Einige achso waidmännische Angler lassen gute Sitten und Anstand eben doch recht schnell fallen, wenn *jemand anderes* einen sehr guten Fisch fängt.

Das ganze soll aber bitte nicht hierher getragen werden. Ich habe das lediglich gepostet, damit man den nicht alltäglichen Fisch mal sehen kann.

+10 Kg Überspringer vom Ufer aus ist ja mal eine Hausnummer und könnte zurecht als Fisch des Lebens bezeichnet werden!

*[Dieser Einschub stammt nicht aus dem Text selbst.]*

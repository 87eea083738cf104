//! Error types for the sanya-csv codec.

use thiserror::Error;

#[derive(Debug, Error)]
pub enum Error {
  /// A quoted field was opened but the input ended before it was closed.
  #[error("unterminated quoted field in record starting on line {line}")]
  UnterminatedQuote { line: usize },
}

pub type Result<T, E = Error> = std::result::Result<T, E>;
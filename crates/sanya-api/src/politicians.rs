//! Handlers for `/politicians` endpoints.
//!
//! | Method   | Path | Notes |
//! |----------|------|-------|
//! | `GET`    | `/politicians` | Each with the area of their latest campaign |
//! | `POST`   | `/politicians` | Admin. Body: `{"name","partyName","portraitUrl"?}` |
//! | `GET`    | `/politicians/{id}` | 404 if not found |
//! | `PUT`    | `/politicians/{id}` | Admin. Partial body |
//! | `DELETE` | `/politicians/{id}` | Admin. Campaigns and promises are kept |
//! | `GET`    | `/politicians/{id}/promises` | |
//! | `GET`    | `/politicians/{id}/campaigns` | Newest first |
//! | `POST`   | `/politicians/{id}/campaigns` | Admin. Body: `{"year","areaName"}` |

use axum::extract::{Path, State};
use sanya_core::{
  politician::{Campaign, NewCampaign, NewPolitician, Politician, PoliticianPatch},
  store::TableStore,
  tracker::{PoliticianWithArea, PoliticianWithPromises},
};

use crate::{
  AppState,
  error::ApiError,
  extract::{ApiJson, Created, Data, Message},
  session::AdminUser,
};

/// `GET /politicians`
pub async fn list<S: TableStore + 'static>(
  State(state): State<AppState<S>>,
) -> Result<Data<Vec<PoliticianWithArea>>, ApiError> {
  Ok(Data(state.tracker.politicians_with_area().await?))
}

/// `POST /politicians`
pub async fn create<S: TableStore + 'static>(
  State(state): State<AppState<S>>,
  _admin: AdminUser,
  ApiJson(body): ApiJson<NewPolitician>,
) -> Result<Created<Politician>, ApiError> {
  Ok(Created(state.tracker.create_politician(body).await?))
}

/// `GET /politicians/{id}`
pub async fn get_one<S: TableStore + 'static>(
  State(state): State<AppState<S>>,
  Path(id): Path<String>,
) -> Result<Data<PoliticianWithArea>, ApiError> {
  Ok(Data(state.tracker.politician_with_area(&id).await?))
}

/// `PUT /politicians/{id}`
pub async fn update<S: TableStore + 'static>(
  State(state): State<AppState<S>>,
  _admin: AdminUser,
  Path(id): Path<String>,
  ApiJson(patch): ApiJson<PoliticianPatch>,
) -> Result<Data<Politician>, ApiError> {
  Ok(Data(state.tracker.update_politician(&id, patch).await?))
}

/// `DELETE /politicians/{id}`
pub async fn delete<S: TableStore + 'static>(
  State(state): State<AppState<S>>,
  _admin: AdminUser,
  Path(id): Path<String>,
) -> Result<Message, ApiError> {
  if !state.tracker.delete_politician(&id).await? {
    return Err(ApiError::NotFound("Politician not found".into()));
  }
  Ok(Message("Politician deleted successfully"))
}

/// `GET /politicians/{id}/promises`
pub async fn promises<S: TableStore + 'static>(
  State(state): State<AppState<S>>,
  Path(id): Path<String>,
) -> Result<Data<PoliticianWithPromises>, ApiError> {
  Ok(Data(state.tracker.politician_with_promises(&id).await?))
}

/// `GET /politicians/{id}/campaigns`
pub async fn campaigns<S: TableStore + 'static>(
  State(state): State<AppState<S>>,
  Path(id): Path<String>,
) -> Result<Data<Vec<Campaign>>, ApiError> {
  Ok(Data(state.tracker.campaigns_for(&id).await?))
}

/// `POST /politicians/{id}/campaigns`
pub async fn create_campaign<S: TableStore + 'static>(
  State(state): State<AppState<S>>,
  _admin: AdminUser,
  Path(id): Path<String>,
  ApiJson(body): ApiJson<NewCampaign>,
) -> Result<Created<Campaign>, ApiError> {
  Ok(Created(state.tracker.create_campaign(&id, body).await?))
}
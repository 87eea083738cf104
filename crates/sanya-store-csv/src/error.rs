//! Error type for `sanya-store-csv`.

use std::path::PathBuf;

use thiserror::Error;

#[derive(Debug, Error)]
pub enum Error {
  #[error("io error on {}: {source}", path.display())]
  Io {
    path:   PathBuf,
    #[source]
    source: std::io::Error,
  },

  /// The file exists but is not valid delimited text.
  #[error("cannot parse {file}: {source}")]
  Csv {
    file:   &'static str,
    #[source]
    source: sanya_csv::Error,
  },
}

impl Error {
  pub(crate) fn io(path: impl Into<PathBuf>, source: std::io::Error) -> Self {
    Self::Io { path: path.into(), source }
  }
}

pub type Result<T, E = Error> = std::result::Result<T, E>;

Edit: Inzwischen wurden genau die Leute aus dem anderen Board auch auf diesen Thread aufmerksam - und haben ihnr zerschossen. Also beim weiteren Lesen nicht wundern...


----------



## nxxkxxlxr (13. Januar 2014)

*AW: 10,7 Kg Meerforelle vor Bornholm*



PolyVinylChlorid schrieb:


> Fetter Fisch! Aber was gibt es da zu meckern?

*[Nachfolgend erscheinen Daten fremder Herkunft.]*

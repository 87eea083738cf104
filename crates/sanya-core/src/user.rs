//! Users, their safe (password-free) view, and session claims.

use std::{fmt, str::FromStr};

use chrono::{DateTime, Duration, Utc};
use serde::{Deserialize, Serialize};

use crate::{
  Error, Result,
  record::{Record, Row, TableDef, decode_ts, encode_ts, expect_len},
};

/// Fixed lifetime of a login session, in hours.
pub const SESSION_LIFETIME_HOURS: i64 = 24;

// ─── Role ────────────────────────────────────────────────────────────────────

#[derive(
  Debug, Clone, Copy, PartialEq, Eq, Default, Serialize, Deserialize,
)]
#[serde(rename_all = "lowercase")]
pub enum Role {
  #[default]
  User,
  Admin,
}

impl Role {
  pub fn as_str(self) -> &'static str {
    match self {
      Self::User => "user",
      Self::Admin => "admin",
    }
  }
}

impl fmt::Display for Role {
  fn fmt(&self, f: &mut fmt::Formatter<'_>) -> fmt::Result {
    f.write_str(self.as_str())
  }
}

impl FromStr for Role {
  type Err = Error;

  fn from_str(s: &str) -> Result<Self> {
    match s {
      "user" => Ok(Self::User),
      "admin" => Ok(Self::Admin),
      other => Err(Error::UnknownRole(other.to_owned())),
    }
  }
}

// ─── User ────────────────────────────────────────────────────────────────────

/// A stored account. `password` holds an argon2 PHC string; never serialise
/// this type to clients, use [`SafeUser`].
#[derive(Debug, Clone, PartialEq, Eq)]
pub struct User {
  pub id:         String,
  pub username:   String,
  pub password:   String,
  pub role:       Role,
  pub email:      Option<String>,
  pub created_at: DateTime<Utc>,
  pub updated_at: DateTime<Utc>,
}

impl User {
  pub fn to_safe(&self) -> SafeUser {
    SafeUser {
      id:         self.id.clone(),
      username:   self.username.clone(),
      role:       self.role,
      email:      self.email.clone(),
      created_at: self.created_at,
      updated_at: self.updated_at,
    }
  }
}

impl Record for User {
  const TABLE: TableDef = TableDef {
    entity:  "user",
    file:    "users.csv",
    headers: &[
      "id",
      "username",
      "password",
      "role",
      "email",
      "createdAt",
      "updatedAt",
    ],
  };

  fn id(&self) -> &str { &self.id }

  fn set_id(&mut self, id: String) { self.id = id; }

  fn to_row(&self) -> Row {
    vec![
      self.id.clone(),
      self.username.clone(),
      self.password.clone(),
      self.role.as_str().to_owned(),
      self.email.clone().unwrap_or_default(),
      encode_ts(self.created_at),
      encode_ts(self.updated_at),
    ]
  }

  fn from_row(row: &[String]) -> Result<Self> {
    let t = &Self::TABLE;
    expect_len(t, row, 7)?;
    Ok(Self {
      id:         row[0].clone(),
      username:   row[1].clone(),
      password:   row[2].clone(),
      role:       row[3].parse()?,
      email:      Some(row[4].clone()).filter(|e| !e.is_empty()),
      created_at: decode_ts(t, "createdAt", &row[5])?,
      updated_at: decode_ts(t, "updatedAt", &row[6])?,
    })
  }
}

/// A user with the password omitted; the only user shape that leaves the
/// core.
#[derive(Debug, Clone, PartialEq, Eq, Serialize, Deserialize)]
#[serde(rename_all = "camelCase")]
pub struct SafeUser {
  pub id:         String,
  pub username:   String,
  pub role:       Role,
  #[serde(default, skip_serializing_if = "Option::is_none")]
  pub email:      Option<String>,
  pub created_at: DateTime<Utc>,
  pub updated_at: DateTime<Utc>,
}

impl SafeUser {
  pub fn is_admin(&self) -> bool { self.role == Role::Admin }
}

/// Input to [`crate::accounts::Accounts::register`].
#[derive(Debug, Clone, Default, Deserialize)]
pub struct NewUser {
  #[serde(default)]
  pub username: String,
  #[serde(default)]
  pub password: String,
  pub role:     Option<Role>,
  pub email:    Option<String>,
}

// ─── Session ─────────────────────────────────────────────────────────────────

/// The authenticated-identity claim attached to a browser.
#[derive(Debug, Clone, PartialEq, Eq, Serialize, Deserialize)]
#[serde(rename_all = "camelCase")]
pub struct Session {
  pub user:       SafeUser,
  pub expires_at: DateTime<Utc>,
}

impl Session {
  /// Start a session at `now` lasting [`SESSION_LIFETIME_HOURS`].
  pub fn start(user: SafeUser, now: DateTime<Utc>) -> Self {
    Self {
      user,
      expires_at: now + Duration::hours(SESSION_LIFETIME_HOURS),
    }
  }

  /// Valid strictly before `expires_at`.
  pub fn is_valid_at(&self, now: DateTime<Utc>) -> bool { now < self.expires_at }
}
//! Ports Layer - Trait definitions for external dependencies
//!
//! This module defines the interfaces (ports) that adapters must implement:
//! - Chain access (balances, token accounts, transaction submission)
//! - DLMM protocol operations (pool lookup, positions, swaps)
//!
//! `mocks` holds in-memory implementations used by the test suites. It is only
//! compiled for tests or with the `test-util` feature.

pub mod chain;
pub mod dlmm;
#[cfg(any(test, feature = "test-util"))]
pub mod mocks;

// Re-export main traits and types
pub use chain::{ChainError, ChainPort};
pub use dlmm::{CreatePoolRequest, DlmmError, DlmmPort, OpenPositionRequest, PoolState, SwapQuote};
//! CLI Commands
//!
//! Argument definitions for the farmer binary. Handlers live in `main.rs`.

use clap::{Parser, Subcommand};
use rust_decimal::Decimal;
use std::path::PathBuf;

/// Meteora DLMM farmer - open position, swap, withdraw, repeat
#[derive(Parser, Debug)]
#[command(
    name = "meteora-farmer",
    version = env!("CARGO_PKG_VERSION"),
    author = env!("CARGO_PKG_AUTHORS"),
    about = "Meteora DLMM liquidity farmer and rent recovery tool",
    long_about = "Runs randomized liquidity cycles against Meteora DLMM pools: open a \
                  position around the active bin, swap back and forth, withdraw, repeat. \
                  Also scans wallets for empty token accounts and reclaims their rent."
)]
pub struct CliApp {
    /// The command to execute (defaults to `farm`)
    #[command(subcommand)]
    pub command: Option<Command>,

    /// Path to configuration file
    #[arg(short, long, value_name = "FILE", default_value = "config/farmer.toml", global = true)]
    pub config: PathBuf,

    /// Enable verbose logging
    #[arg(short, long, global = true)]
    pub verbose: bool,

    /// Enable debug logging
    #[arg(long, global = true)]
    pub debug: bool,
}

impl CliApp {
    /// The subcommand to run; no subcommand means farm
    pub fn command(&self) -> Command {
        self.command.clone().unwrap_or(Command::Farm(FarmCmd::default()))
    }
}

/// Available commands
#[derive(Subcommand, Debug, Clone)]
pub enum Command {
    /// Run the farming loop until Ctrl+C
    Farm(FarmCmd),

    /// Scan wallets for empty token accounts and reclaim their rent
    Recover(RecoverCmd),

    /// Create a new SPL token and mint an initial supply
    Mint(MintCmd),

    /// Show configured wallets and their balances
    Status(StatusCmd),
}

/// Run the farming loop
#[derive(Parser, Debug, Clone, Default)]
pub struct FarmCmd {
    /// Stop after this many cycles
    #[arg(long, value_name = "N")]
    pub cycles: Option<u64>,

    /// Override RPC URL
    #[arg(long, value_name = "URL")]
    pub rpc_url: Option<String>,
}

/// Reclaim rent from empty token accounts
#[derive(Parser, Debug, Clone)]
pub struct RecoverCmd {
    /// Close the accounts (default is scan only)
    #[arg(long)]
    pub execute: bool,

    /// Concurrent close transactions per batch (overrides config)
    #[arg(long, value_name = "N")]
    pub concurrency: Option<usize>,

    /// Print the reports as JSON
    #[arg(long)]
    pub json: bool,

    /// Override RPC URL
    #[arg(long, value_name = "URL")]
    pub rpc_url: Option<String>,
}

/// Create a test token
#[derive(Parser, Debug, Clone)]
pub struct MintCmd {
    /// Decimal places of the new mint
    #[arg(long, value_name = "D", default_value = "9")]
    pub decimals: u8,

    /// Initial supply in whole tokens
    #[arg(long, value_name = "AMOUNT", default_value = "1000000000")]
    pub supply: Decimal,

    /// Override RPC URL
    #[arg(long, value_name = "URL")]
    pub rpc_url: Option<String>,
}

/// Wallet balances
#[derive(Parser, Debug, Clone)]
pub struct StatusCmd {
    /// Output format (text, json)
    #[arg(short, long, value_name = "FORMAT", default_value = "text")]
    pub format: String,
}
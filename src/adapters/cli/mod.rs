//! CLI Adapter
//!
//! Command-line interface for the farmer.
//! Uses clap derive macros for argument parsing.

mod commands;

pub use commands::{CliApp, Command, FarmCmd, MintCmd, RecoverCmd, StatusCmd};

/// Parse the process arguments
pub fn init() -> CliApp {
    use clap::Parser;
    CliApp::parse()
}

Tja da wird wohl wieder der faktor neid mit im spiel gewesen sein...
Dickes petri an den kollegen.


----------



## Barosz (13. Januar 2014)

*AW: 10,7 Kg Meerforelle vor Bornholm*

Er gehört wohl zu den 10% der Meerforellenanglern, die 90% der Fische fangen. Hab ich mal irgendwo gelesen und ich glaube nicht das es eine Studie war, eher sowas wie ein Postulat.
Und ja, auch ich bin ein wenig neidisch. Aber das  ist auch nur menschlich.


----------



## Meefo 46 (14. Januar 2014)

*AW: 10,7 Kg Meerforelle vor Bornholm*

Moin.

Erst mal glückwunsch dem Fänger und Petri-Heil.#6

Und wie war das viel Feind viel Ehr.

Neider wird es immer geben,so what.




Gruss Jochen


----------



## vermesser (14. Januar 2014)

*AW: 10,7 Kg Meerforelle vor Bornholm*

Also von mir auch Petri. Wat ein Trumm...ich will auch  !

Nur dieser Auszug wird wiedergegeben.